“Can this be applicable to art and my life?”
I was supposed to start on a new art project; which in my case is usually an illustration of something that will be used on a food/packaging label. Normally I would share more, but this job is likely to be confidential. I’m anticipating that I’ll have to sign a paper saying I will not share any information about what I’m illustrating.
I find it interesting how clients really worry that their competitors will find out about their unique product! Nowadays with the advent of stock photography and illustration, it is so much cheaper to buy existing art. However, thank God there is still the mind-set of wanting something unique for their product. That helps my business by giving me commissioned work.
I did not hear from the art director, despite leaving a message, until this evening. I am off the hook for working this weekend. I wish that would mean that the “drop dead deadline” would be extended to compensate for this, but in my line of work the deadline will remain fixed while the art director and client bicker over miniscule details.
In the end, they are absolutely clueless about what goes into creating a painting and how cheating the artist of time actually lessens the quality. Like anything, more time spent is usually a better result.
So the motto that I used to teach my students in illustration classes was:
Hmmm, that might actually be something applicable to the rest of my life, as well.
I plan to write more about the kind of work that I do; I think it might actually be interesting to know what goes into illustrating food for labels, billboards, FSI (newspaper inserts), and magazines.
With the advent of the computer destroying so many careers like mine, I actually have benefited by reaching even a faster level of creating art. I am able to recycle elements from my huge library of images and create new paintings that resemble “originals.” (Don’t tell the client that, please!)
Two years ago, I was desperately trying to find some revenue. I decided I’d try to teach private art lessons. On the Internet, I found a company that hired teachers for music and art lessons called “Picasso Art and Music School.”
They sold packages of eight lessons and I would receive $40 an hour. I was responsible for driving to the student’s home. I was quickly hired and thus began a brief foray into teaching private art lessons.
As a college art teacher, I was far more used to having thirty adults looking over my shoulder as I painted. I wasn’t used to working with a one child. I began working with a 13-year-old prodigy. Because it was quite a drive for $40 per hour, the family agreed to a two-hour lesson every other week to make it easier for me. It took me almost an hour sometimes just to prepare for the lesson. This was not economically viable for me.
This company ended up being a scam! Not only was I not paid for 8 lessons, but the company charged all of my students’ parents 2-3 times over on their credit cards. I was paid directly by the parents after that, but the sting of being ripped off still bugged me.
I saw more about this scam on the Internet later on. I don’t think my writing skill was put to good use, because all of my letters of complaint didn’t go anywhere. I guess it was another life lesson for me.
I did enjoy the two students that I gave those lessons to. The “prodigy” really has really expanded her abilities and I have gotten email updates from her mother occasionally.
I always hold out for the BIG project; one like Beech Nut Baby Food, where I was commissioned to create over a hundred paintings. It’s at times like that when I’ve “disappeared” and have relied on hiring more help.
Below are two paintings that show how I can utilize the computer to create two different looks (aside from reversing them). Notice that when the sky has different colors, it is very important for it to reflect into that winding river.

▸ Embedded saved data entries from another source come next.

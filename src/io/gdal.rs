use gdal::raster::{RasterizeOptions, rasterize};
use gdal::vector::{Geometry, LayerAccess};
use gdal::{Dataset, DriverManager, Metadata, errors::GdalError as GdalCrateError};
use ndarray::{Array2, Array3};
use std::path::Path;
use thiserror::Error;
use tracing::{debug, info, warn};

use crate::core::grid::{GridCoords, SoilGrid};
use crate::core::schema::AttributeSchema;

/// Errors encountered when using the GDAL readers
#[derive(Debug, Error)]
pub enum GdalError {
    #[error("GDAL error: {0}")]
    Gdal(#[from] GdalCrateError),
    #[error("Unsupported format: {0}")]
    UnsupportedFormat(String),
    #[error("Dimension mismatch: expected {0}x{1}, got {2}x{3}")]
    DimensionMismatch(usize, usize, usize, usize),
    #[error("No soil variables of schema {schema} found in {path}")]
    NoSoilVariables { schema: String, path: String },
}

/// Metadata extracted from a GDAL-supported raster
#[derive(Debug, Clone)]
pub struct GdalMetadata {
    /// Width (pixels) of the raster
    pub size_x: usize,
    /// Height (lines) of the raster
    pub size_y: usize,
    /// Number of raster bands (soil layers)
    pub bands: usize,
    /// Affine geotransform coefficients ([origin_x, pixel_width, rot_x, origin_y, rot_y, pixel_height])
    pub geotransform: [f64; 6],
}

/// Reader for one gridded variable, one band per layer
pub struct GdalGridReader {
    pub dataset: Dataset,
    pub metadata: GdalMetadata,
}

impl GdalGridReader {
    /// Open a GDAL raster or subdataset name (e.g. `NETCDF:"soil.nc":PHAQ`)
    pub fn open<P: AsRef<Path>>(path: P) -> Result<Self, GdalError> {
        let dataset = Dataset::open(path.as_ref())?;
        let (size_x, size_y) = dataset.raster_size();
        let bands = dataset.raster_count() as usize;
        if bands == 0 {
            return Err(GdalError::UnsupportedFormat("No raster bands found".into()));
        }
        let geotransform = match dataset.geo_transform() {
            Ok(gt) => gt,
            Err(_) => [0.0, 1.0, 0.0, 0.0, 0.0, 1.0],
        };
        Ok(GdalGridReader {
            dataset,
            metadata: GdalMetadata {
                size_x: size_x as usize,
                size_y: size_y as usize,
                bands,
                geotransform,
            },
        })
    }

    /// Read one band (1-based) as (height, width); no-data values become NaN
    pub fn read_band(&self, index: usize) -> Result<Array2<f64>, GdalError> {
        if index == 0 || index > self.metadata.bands {
            return Err(GdalError::UnsupportedFormat(format!(
                "Band index {} out of range",
                index
            )));
        }
        let band = self.dataset.rasterband(index)?;
        let window = (self.metadata.size_x, self.metadata.size_y);
        let buf = band.read_as::<f64>((0, 0), window, window, None)?;
        let nodata = band.no_data_value();
        let data_vec: Vec<f64> = buf
            .data()
            .iter()
            .map(|&v| match nodata {
                Some(nd) if v == nd => f64::NAN,
                _ => v,
            })
            .collect();
        let found = data_vec.len();
        Array2::from_shape_vec((self.metadata.size_y, self.metadata.size_x), data_vec).map_err(
            |_| {
                GdalError::DimensionMismatch(
                    self.metadata.size_x,
                    self.metadata.size_y,
                    found,
                    1,
                )
            },
        )
    }

    /// Read all bands as (layer, height, width)
    pub fn read_layers(&self) -> Result<Array3<f64>, GdalError> {
        let (rows, cols) = (self.metadata.size_y, self.metadata.size_x);
        let mut out = Array3::<f64>::zeros((self.metadata.bands, rows, cols));
        for (k, mut layer) in out.outer_iter_mut().enumerate() {
            layer.assign(&self.read_band(k + 1)?);
        }
        Ok(out)
    }

    /// Cell-centre coordinates from the geotransform
    pub fn coords(&self) -> GridCoords {
        GridCoords::from_geotransform(
            &self.metadata.geotransform,
            self.metadata.size_x,
            self.metadata.size_y,
        )
    }
}

/// `(variable, subdataset name)` pairs listed in the SUBDATASETS domain
fn list_subdatasets(dataset: &Dataset) -> Vec<(String, String)> {
    dataset
        .metadata_domain("SUBDATASETS")
        .unwrap_or_default()
        .iter()
        .filter_map(|entry| entry.split_once('='))
        .filter(|(key, _)| key.ends_with("_NAME"))
        .map(|(_, name)| {
            let var = name.rsplit(':').next().unwrap_or(name).trim_matches('"');
            (var.to_string(), name.to_string())
        })
        .collect()
}

/// Read every variable of `schema` found in a soil grid file.
///
/// Multi-variable containers (netCDF) are read per subdataset; variables the schema
/// does not declare are skipped. A plain single-variable raster is read under its
/// file stem (e.g. `PHAQ.tif`).
pub fn read_soil_grid(path: &Path, schema: &AttributeSchema) -> crate::Result<SoilGrid> {
    let dataset = Dataset::open(path)?;
    let mut sources: Vec<(String, String)> = list_subdatasets(&dataset);
    if sources.is_empty() {
        let stem = path
            .file_stem()
            .map(|s| s.to_string_lossy().into_owned())
            .unwrap_or_default();
        sources.push((stem, path.to_string_lossy().into_owned()));
    }

    let mut grid: Option<SoilGrid> = None;
    for (var, name) in sources {
        if !schema.is_source(&var) {
            debug!("Skipping variable {} (not part of {})", var, schema.name);
            continue;
        }
        let reader = GdalGridReader::open(&name)?;
        let layers = reader.read_layers()?;
        let target =
            grid.get_or_insert_with(|| SoilGrid::new(reader.coords(), reader.metadata.bands));
        target.insert(var.clone(), layers)?;
        debug!("Read {} ({} layers)", var, reader.metadata.bands);
    }

    let grid = grid.ok_or_else(|| GdalError::NoSoilVariables {
        schema: schema.name.to_string(),
        path: path.display().to_string(),
    })?;
    info!(
        "Loaded {} variables on a {}x{} grid from {}",
        grid.names().count(),
        grid.shape().0,
        grid.shape().1,
        path.display()
    );
    Ok(grid)
}

/// Cells of `coords` covered by `geometries`, burned through an in-memory raster
pub fn rasterize_geometry(
    coords: &GridCoords,
    geometries: &[Geometry],
    all_touched: bool,
    fallback_res: f64,
) -> crate::Result<Array2<bool>> {
    let (rows, cols) = coords.shape();
    if coords.is_empty() || geometries.is_empty() {
        return Ok(Array2::from_elem((rows, cols), false));
    }
    let driver = DriverManager::get_driver_by_name("MEM")?;
    let mut ds = driver.create_with_band_type::<u8, _>("", cols, rows, 1)?;
    ds.set_geo_transform(&coords.geotransform(fallback_res))?;

    let burn_values = vec![1.0; geometries.len()];
    let options = RasterizeOptions {
        all_touched,
        ..Default::default()
    };
    rasterize(&mut ds, &[1], geometries, &burn_values, Some(options))?;

    let band = ds.rasterband(1)?;
    let buf = band.read_as::<u8>((0, 0), (cols, rows), (cols, rows), None)?;
    let covered: Vec<bool> = buf.data().iter().map(|&v| v > 0).collect();
    Array2::from_shape_vec((rows, cols), covered)
        .map_err(|_| GdalError::DimensionMismatch(cols, rows, buf.data().len(), 1).into())
}

/// Country codes from a `+`-joined list, e.g. `deu+aut` -> `["DEU", "AUT"]`
pub fn parse_region_codes(codes: &str) -> Vec<String> {
    codes
        .split('+')
        .map(|c| c.trim().to_uppercase())
        .filter(|c| !c.is_empty())
        .collect()
}

/// Geometries of the first vector layer in `path`, optionally only features whose
/// `ADM0_A3` code is in `codes`
pub fn read_region_geometry(path: &Path, codes: &[String]) -> crate::Result<Vec<Geometry>> {
    let dataset = Dataset::open(path)?;
    let mut layer = dataset.layer(0)?;
    if !codes.is_empty() {
        let quoted: Vec<String> = codes
            .iter()
            .map(|c| format!("'{}'", c.replace('\'', "''")))
            .collect();
        layer.set_attribute_filter(&format!("ADM0_A3 IN ({})", quoted.join(",")))?;
    }
    let geometries: Vec<Geometry> = layer
        .features()
        .filter_map(|feature| feature.geometry().cloned())
        .collect();
    if geometries.is_empty() {
        warn!("No region geometry matched {:?} in {}", codes, path.display());
    } else {
        info!("Selected {} region geometries from {}", geometries.len(), path.display());
    }
    Ok(geometries)
}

It has been fun writing and sharing information about something passionate for me, something that is other than my family!
I want to share something funny and totally unscripted.
I was waiting to receive a signed estimate for my current illustration assignment. I called today, to remind the art director to sign and fax it back to me. It was sitting in my fax machine and the picture is below.
I took it out of the fax, and wondered why the heck it said, “Thank you for my Bar Mitzvah Gift!” I was confused. It was the same font I used for youngest son’s thank you notes. Plus, she wasn’t at his Bar Mitzvah.
It turned out my dad had taken paper out of the trash in order to “use the back” and save paper. Oh my God, if this ever went to court, even the art director’s signature and date were obscured. Should I ask her to fax it again?
Now the cats out of the bag – I guess everyone knows that my son didn’t print his thank you’s all by himself!